─── SUPPLIED RECORDS ───
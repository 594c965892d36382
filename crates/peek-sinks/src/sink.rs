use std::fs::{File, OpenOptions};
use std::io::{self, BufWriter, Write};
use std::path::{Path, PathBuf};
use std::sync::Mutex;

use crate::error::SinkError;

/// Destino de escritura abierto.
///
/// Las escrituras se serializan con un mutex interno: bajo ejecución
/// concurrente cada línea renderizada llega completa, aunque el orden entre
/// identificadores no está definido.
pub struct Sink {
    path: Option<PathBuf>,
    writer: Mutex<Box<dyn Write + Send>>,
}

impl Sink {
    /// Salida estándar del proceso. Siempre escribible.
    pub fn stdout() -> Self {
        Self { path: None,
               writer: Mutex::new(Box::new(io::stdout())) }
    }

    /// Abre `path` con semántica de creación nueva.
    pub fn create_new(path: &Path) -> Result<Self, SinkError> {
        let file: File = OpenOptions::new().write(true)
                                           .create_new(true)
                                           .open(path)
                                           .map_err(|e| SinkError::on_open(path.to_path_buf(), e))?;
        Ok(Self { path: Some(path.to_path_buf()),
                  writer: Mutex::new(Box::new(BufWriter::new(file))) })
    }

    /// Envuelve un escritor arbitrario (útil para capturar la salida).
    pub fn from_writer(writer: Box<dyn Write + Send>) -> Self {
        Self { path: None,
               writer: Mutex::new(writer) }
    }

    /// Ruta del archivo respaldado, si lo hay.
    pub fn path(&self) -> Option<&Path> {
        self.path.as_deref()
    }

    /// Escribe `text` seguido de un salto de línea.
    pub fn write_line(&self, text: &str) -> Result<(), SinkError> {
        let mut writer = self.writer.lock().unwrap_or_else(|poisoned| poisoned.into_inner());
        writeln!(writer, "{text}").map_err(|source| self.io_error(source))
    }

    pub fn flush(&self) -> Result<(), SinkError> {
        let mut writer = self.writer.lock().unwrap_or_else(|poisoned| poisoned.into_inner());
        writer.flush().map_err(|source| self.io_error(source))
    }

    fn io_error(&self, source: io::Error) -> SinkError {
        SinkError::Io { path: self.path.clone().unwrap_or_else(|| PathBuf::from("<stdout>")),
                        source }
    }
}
───
TRY IT: Copy the lines above exactly. Start with the line containing "proceso. Siempre escribible.", end with the line containing "pub fn create_new(path: &Path)", and include both.

ANSWER TO THIS EXERCISE:
    /// Salida estándar del proceso. Siempre escribible.
    pub fn stdout() -> Self {
        Self { path: None,
               writer: Mutex::new(Box::new(io::stdout())) }
    }

    /// Abre `path` con semántica de creación nueva.
    pub fn create_new(path: &Path) -> Result<Self, SinkError> {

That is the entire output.